— The task —
Go through the data below line by line and count those containing the word "validated". Reply with the count only.
(Beginning of Extracted information)
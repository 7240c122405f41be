//! Parsers for the textual answers that configure a blend.
//!
//! Each parser takes one line of user input and either returns a typed value or
//! the matching [`Error`] variant. Nothing here touches the file system.

use std::path::Path;

use image::Rgb;

use crate::blending::{Placement, Position, Weight};
use crate::error::{Error, Result};
use crate::sink::OutputFormat;

/// Placement method chosen before a position is known.
#[derive(Debug, Clone, Copy, PartialEq, Eq)]
pub enum PlacementMethod {
    /// A single watermark at a user-supplied position.
    Single,
    /// The watermark tiled over the whole image.
    Grid,
}

impl PlacementMethod {
    /// Complete the method into a [`Placement`]; the position is ignored for grids.
    #[must_use]
    pub fn with_position(self, position: Position) -> Placement {
        match self {
            Self::Single => Placement::Single(position),
            Self::Grid => Placement::Grid,
        }
    }
}

/// Interpret a yes/no answer; anything other than `yes` or `y` means no.
#[must_use]
pub fn parse_yes(input: &str) -> bool {
    matches!(input.trim().to_lowercase().as_str(), "yes" | "y")
}

/// Parse a blend weight in `[0, 100]`.
///
/// # Errors
///
/// Returns [`Error::InvalidWeight`] for non-integers and out-of-range values.
pub fn parse_weight(input: &str) -> Result<Weight> {
    let value: i64 = input.trim().parse().map_err(|_| Error::InvalidWeight {
        input: input.to_string(),
        reason: "not an integer",
    })?;
    u8::try_from(value)
        .ok()
        .and_then(|v| Weight::new(v).ok())
        .ok_or_else(|| Error::InvalidWeight {
            input: input.to_string(),
            reason: "out of range",
        })
}

/// Parse a transparency color written as `R G B`, each in `[0, 255]`.
///
/// # Errors
///
/// Returns [`Error::InvalidTransparencyColor`] unless there are exactly three
/// integers in range.
pub fn parse_transparency_color(input: &str) -> Result<Rgb<u8>> {
    let invalid = || Error::InvalidTransparencyColor(input.to_string());
    let values = input
        .split_whitespace()
        .map(str::parse::<u8>)
        .collect::<std::result::Result<Vec<_>, _>>()
        .map_err(|_| invalid())?;
    match values.as_slice() {
        &[r, g, b] => Ok(Rgb([r, g, b])),
        _ => Err(invalid()),
    }
}

/// Parse a placement method token, case-insensitively.
///
/// # Errors
///
/// Returns [`Error::InvalidPlacementMethod`] for anything but `single` or `grid`.
pub fn parse_placement_method(input: &str) -> Result<PlacementMethod> {
    match input.trim().to_lowercase().as_str() {
        "single" => Ok(PlacementMethod::Single),
        "grid" => Ok(PlacementMethod::Grid),
        _ => Err(Error::InvalidPlacementMethod(input.to_string())),
    }
}

/// Largest valid single-placement offset for a watermark inside a base image.
///
/// Assumes the watermark fits (see [`crate::source::ensure_fits`]).
#[must_use]
pub fn max_position(base: (u32, u32), watermark: (u32, u32)) -> Position {
    Position {
        x: base.0.saturating_sub(watermark.0),
        y: base.1.saturating_sub(watermark.1),
    }
}

/// Parse an `X Y` position and check that it lies within `[0, max]` on both axes.
///
/// # Errors
///
/// Returns [`Error::InvalidPosition`] when the input is not two integers, or when
/// either coordinate is out of range.
pub fn parse_position(input: &str, max: Position) -> Result<Position> {
    let malformed = || Error::InvalidPosition {
        input: input.to_string(),
        reason: "invalid",
    };
    let values = input
        .split_whitespace()
        .map(str::parse::<i64>)
        .collect::<std::result::Result<Vec<_>, _>>()
        .map_err(|_| malformed())?;
    let &[x, y] = values.as_slice() else {
        return Err(malformed());
    };

    let in_range = |v: i64, limit: u32| u32::try_from(v).ok().filter(|v| *v <= limit);
    match (in_range(x, max.x), in_range(y, max.y)) {
        (Some(x), Some(y)) => Ok(Position { x, y }),
        _ => Err(Error::InvalidPosition {
            input: input.to_string(),
            reason: "out of range",
        }),
    }
}

/// Check the output path's extension and pick the encoder.
///
/// # Errors
///
/// Returns [`Error::UnsupportedOutputFormat`] unless the extension is `jpg` or `png`.
pub fn parse_output_path(path: &Path) -> Result<OutputFormat> {
    path.extension()
        .and_then(|e| e.to_str())
        .and_then(OutputFormat::from_extension)
        .ok_or_else(|| Error::UnsupportedOutputFormat(path.display().to_string()))
}

#[cfg(test)]
mod tests {
    use super::*;

    #[test]
    fn weight_accepts_range_bounds() {
        assert_eq!(parse_weight("0").unwrap().percent(), 0);
        assert_eq!(parse_weight("100").unwrap().percent(), 100);
        assert_eq!(parse_weight(" 42 ").unwrap().percent(), 42);
    }

    #[test]
    fn weight_rejects_out_of_range_and_garbage() {
        for (input, reason) in [
            ("-1", "out of range"),
            ("101", "out of range"),
            ("99999999999", "out of range"),
            ("abc", "not an integer"),
            ("4.5", "not an integer"),
            ("", "not an integer"),
        ] {
            match parse_weight(input) {
                Err(Error::InvalidWeight { reason: r, .. }) => assert_eq!(r, reason, "{input}"),
                other => panic!("{input:?} gave {other:?}"),
            }
        }
    }

    #[test]
    fn yes_answers() {
        assert!(parse_yes("yes"));
        assert!(parse_yes("YES"));
        assert!(parse_yes("y"));
        assert!(!parse_yes("no"));
        assert!(!parse_yes(""));
        assert!(!parse_yes("yess"));
    }

    #[test]
    fn transparency_color_parses_rgb_triple() {
        assert_eq!(parse_transparency_color("0 255 12").unwrap(), Rgb([0, 255, 12]));
    }

    #[test]
    fn transparency_color_rejects_bad_input() {
        for input in ["", "1 2", "1 2 3 4", "256 0 0", "-1 0 0", "a b c"] {
            assert!(
                matches!(
                    parse_transparency_color(input),
                    Err(Error::InvalidTransparencyColor(_))
                ),
                "{input:?}"
            );
        }
    }

    #[test]
    fn placement_method_is_case_insensitive() {
        assert_eq!(parse_placement_method("single").unwrap(), PlacementMethod::Single);
        assert_eq!(parse_placement_method("GRID").unwrap(), PlacementMethod::Grid);
        assert!(matches!(
            parse_placement_method("tiled"),
            Err(Error::InvalidPlacementMethod(_))
        ));
    }

    #[test]
    fn position_bounds_follow_the_fit() {
        let max = max_position((10, 8), (3, 2));
        assert_eq!(max, Position { x: 7, y: 6 });
        assert_eq!(parse_position("7 6", max).unwrap(), Position { x: 7, y: 6 });
        assert_eq!(parse_position("0 0", max).unwrap(), Position { x: 0, y: 0 });
    }

    #[test]
    fn position_rejects_one_past_the_edge() {
        let max = max_position((10, 8), (3, 2));
        match parse_position("8 0", max) {
            Err(Error::InvalidPosition { reason, .. }) => assert_eq!(reason, "out of range"),
            other => panic!("unexpected {other:?}"),
        }
        assert!(parse_position("0 -1", max).is_err());
    }

    #[test]
    fn position_rejects_malformed_input() {
        let max = Position { x: 5, y: 5 };
        for input in ["", "1", "1 2 3", "x y", "1.0 2"] {
            match parse_position(input, max) {
                Err(Error::InvalidPosition { reason, .. }) => assert_eq!(reason, "invalid"),
                other => panic!("{input:?} gave {other:?}"),
            }
        }
    }

    #[test]
    fn grid_ignores_position() {
        let p = Position { x: 3, y: 4 };
        assert_eq!(PlacementMethod::Grid.with_position(p), Placement::Grid);
        assert_eq!(PlacementMethod::Single.with_position(p), Placement::Single(p));
    }

    #[test]
    fn output_path_extensions() {
        assert_eq!(parse_output_path(Path::new("out.jpg")).unwrap(), OutputFormat::Jpeg);
        assert_eq!(parse_output_path(Path::new("out.PNG")).unwrap(), OutputFormat::Png);
        for bad in ["out.gif", "out.jpeg", "out", ""] {
            assert!(
                matches!(
                    parse_output_path(Path::new(bad)),
                    Err(Error::UnsupportedOutputFormat(_))
                ),
                "{bad:?}"
            );
        }
    }
}
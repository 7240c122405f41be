//! Error types for the watermark-blend crate.

use std::fmt;
use std::path::PathBuf;

/// Which of the two input images an error refers to.
#[derive(Debug, Clone, Copy, PartialEq, Eq)]
pub enum ImageRole {
    /// The image the watermark is blended onto.
    Base,
    /// The watermark itself.
    Watermark,
}

impl fmt::Display for ImageRole {
    fn fmt(&self, f: &mut fmt::Formatter<'_>) -> fmt::Result {
        match self {
            Self::Base => f.write_str("image"),
            Self::Watermark => f.write_str("watermark"),
        }
    }
}

/// Why a decoded image's pixel layout was rejected.
#[derive(Debug, Clone, Copy, PartialEq, Eq)]
pub enum FormatIssue {
    /// The image does not have exactly three color components.
    ColorComponents(u8),
    /// The image is not 24 or 32 bits per pixel.
    BitDepth(u16),
}

impl fmt::Display for FormatIssue {
    fn fmt(&self, f: &mut fmt::Formatter<'_>) -> fmt::Result {
        match self {
            Self::ColorComponents(n) => write!(f, "has {n} color components, expected 3"),
            Self::BitDepth(bits) => write!(f, "is {bits}-bit, expected 24 or 32-bit"),
        }
    }
}

/// Errors that can occur while validating inputs and producing the output image.
#[derive(Debug, thiserror::Error)]
pub enum Error {
    /// A referenced image path does not exist.
    #[error("the file {} doesn't exist", .0.display())]
    MissingFile(PathBuf),

    /// The file exists but could not be decoded as an image.
    #[error("failed to decode {}: {source}", .path.display())]
    Decode {
        /// Path of the undecodable file.
        path: PathBuf,
        /// Underlying codec error.
        source: image::ImageError,
    },

    /// The image has the wrong number of color components or bit depth.
    #[error("the {role} {issue}")]
    UnsupportedPixelFormat {
        /// Which input was rejected.
        role: ImageRole,
        /// What was wrong with it.
        issue: FormatIssue,
    },

    /// The watermark is larger than the base image in at least one axis.
    #[error(
        "the watermark's dimensions ({}x{}) are larger than the image ({}x{})",
        .watermark.0, .watermark.1, .base.0, .base.1
    )]
    DimensionMismatch {
        /// Base image `(width, height)`.
        base: (u32, u32),
        /// Watermark `(width, height)`.
        watermark: (u32, u32),
    },

    /// The blend weight is not an integer in `[0, 100]`.
    #[error("the transparency percentage {input:?} is {reason}")]
    InvalidWeight {
        /// Raw user input.
        input: String,
        /// Short description of the problem.
        reason: &'static str,
    },

    /// The transparency color is not three integers in `[0, 255]`.
    #[error("the transparency color input {0:?} is invalid")]
    InvalidTransparencyColor(String),

    /// The placement token is neither `single` nor `grid`.
    #[error("the position method input {0:?} is invalid")]
    InvalidPlacementMethod(String),

    /// The position pair is malformed or does not keep the watermark inside the image.
    #[error("the position input {input:?} is {reason}")]
    InvalidPosition {
        /// Raw user input.
        input: String,
        /// Short description of the problem.
        reason: &'static str,
    },

    /// The output file extension is not `jpg` or `png`.
    #[error("the output file extension of {0:?} isn't \"jpg\" or \"png\"")]
    UnsupportedOutputFormat(String),

    /// An I/O error occurred while prompting or writing files.
    #[error("I/O error: {0}")]
    Io(#[from] std::io::Error),

    /// An error occurred while encoding the output image.
    #[error("image processing error: {0}")]
    Image(#[from] image::ImageError),
}

/// A specialized `Result` type for this crate.
pub type Result<T> = std::result::Result<T, Error>;
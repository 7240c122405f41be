//! A fully validated blend job and its execution.

use std::path::{Path, PathBuf};

use image::{RgbImage, RgbaImage};

use crate::blending::{self, BlendConfig};
use crate::error::Result;
use crate::sink::{self, OutputFormat};

/// Everything needed to produce one watermarked file.
///
/// Built by [`crate::prompt::gather_job`] once every input has passed
/// validation, so running it can only fail on encoding or writing.
#[derive(Debug, Clone)]
pub struct BlendJob {
    base: RgbImage,
    watermark: RgbaImage,
    config: BlendConfig,
    output: PathBuf,
    format: OutputFormat,
}

impl BlendJob {
    /// Assemble a job from already validated parts.
    #[must_use]
    pub fn new(
        base: RgbImage,
        watermark: RgbaImage,
        config: BlendConfig,
        output: PathBuf,
        format: OutputFormat,
    ) -> Self {
        Self {
            base,
            watermark,
            config,
            output,
            format,
        }
    }

    /// The blend parameters.
    #[must_use]
    pub fn config(&self) -> &BlendConfig {
        &self.config
    }

    /// Where the result will be written.
    #[must_use]
    pub fn output(&self) -> &Path {
        &self.output
    }

    /// Blend without writing anything.
    #[must_use]
    pub fn render(&self) -> RgbImage {
        blending::blend(&self.base, &self.watermark, &self.config)
    }

    /// Blend and write the result, returning the output path.
    ///
    /// # Errors
    ///
    /// Returns an error if the output file cannot be created or encoded.
    pub fn run(&self) -> Result<&Path> {
        let blended = self.render();
        sink::save_image(&blended, &self.output, self.format)?;
        Ok(&self.output)
    }
}
use std::io;
use std::path::{Path, PathBuf};
use std::process;

use clap::Parser;
use log::LevelFilter;

use watermark_blend::blending::EdgeMode;
use watermark_blend::prompt::{gather_job, JobOptions, Prompter};

#[derive(Parser)]
#[command(
    name = "watermark",
    about = "Blend a watermark onto an image",
    version,
    after_help = "Any input not given as a flag is asked for interactively on stdin.\n\n\
                  Example: watermark --image photo.png --watermark logo.png \\\n\
                  \x20        --weight 40 --placement grid -o marked.jpg"
)]
struct Cli {
    /// Base image file
    #[arg(long)]
    image: Option<PathBuf>,

    /// Watermark image file (must not be larger than the base image)
    #[arg(long)]
    watermark: Option<PathBuf>,

    /// Use the watermark's alpha channel (only for watermarks with alpha)
    #[arg(long)]
    use_alpha: Option<bool>,

    /// Transparency color "R G B", or "none" (only for watermarks without alpha)
    #[arg(long, value_name = "R G B")]
    transparency_color: Option<String>,

    /// Watermark weight in percent (0-100)
    #[arg(long)]
    weight: Option<String>,

    /// Placement method: single or grid
    #[arg(long)]
    placement: Option<String>,

    /// Watermark position "X Y" for single placement
    #[arg(long, value_name = "X Y")]
    position: Option<String>,

    /// Output file (.jpg or .png)
    #[arg(short, long)]
    output: Option<PathBuf>,

    /// Blend one extra column and row past the watermark's right and bottom edges
    #[arg(long)]
    legacy_edge: bool,

    /// Enable verbose output
    #[arg(short, long, conflicts_with = "quiet")]
    verbose: bool,

    /// Only log errors
    #[arg(short, long)]
    quiet: bool,
}

impl Cli {
    fn log_level(&self) -> LevelFilter {
        if self.verbose {
            LevelFilter::Debug
        } else if self.quiet {
            LevelFilter::Error
        } else {
            LevelFilter::Warn
        }
    }

    fn job_options(self) -> JobOptions {
        JobOptions {
            image: self.image,
            watermark: self.watermark,
            use_alpha: self.use_alpha,
            transparency_color: self.transparency_color,
            weight: self.weight,
            placement: self.placement,
            position: self.position,
            output: self.output,
            edge: if self.legacy_edge {
                EdgeMode::Inclusive
            } else {
                EdgeMode::Exclusive
            },
        }
    }
}

/// Printed on success regardless of the log level.
fn confirmation(path: &Path) -> String {
    format!("The watermarked image {} has been created.", path.display())
}

fn main() {
    let cli = Cli::parse();

    env_logger::Builder::new()
        .filter_level(cli.log_level())
        .parse_default_env()
        .init();

    let opts = cli.job_options();
    let mut prompter = Prompter::new(io::stdin().lock(), io::stdout());

    let result = gather_job(&mut prompter, &opts).and_then(|job| {
        let path = job.run()?.to_path_buf();
        Ok(path)
    });

    match result {
        Ok(path) => println!("{}", confirmation(&path)),
        Err(e) => {
            eprintln!("Error: {e}");
            process::exit(1);
        }
    }
}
(End of Extracted information)
— Answer —
2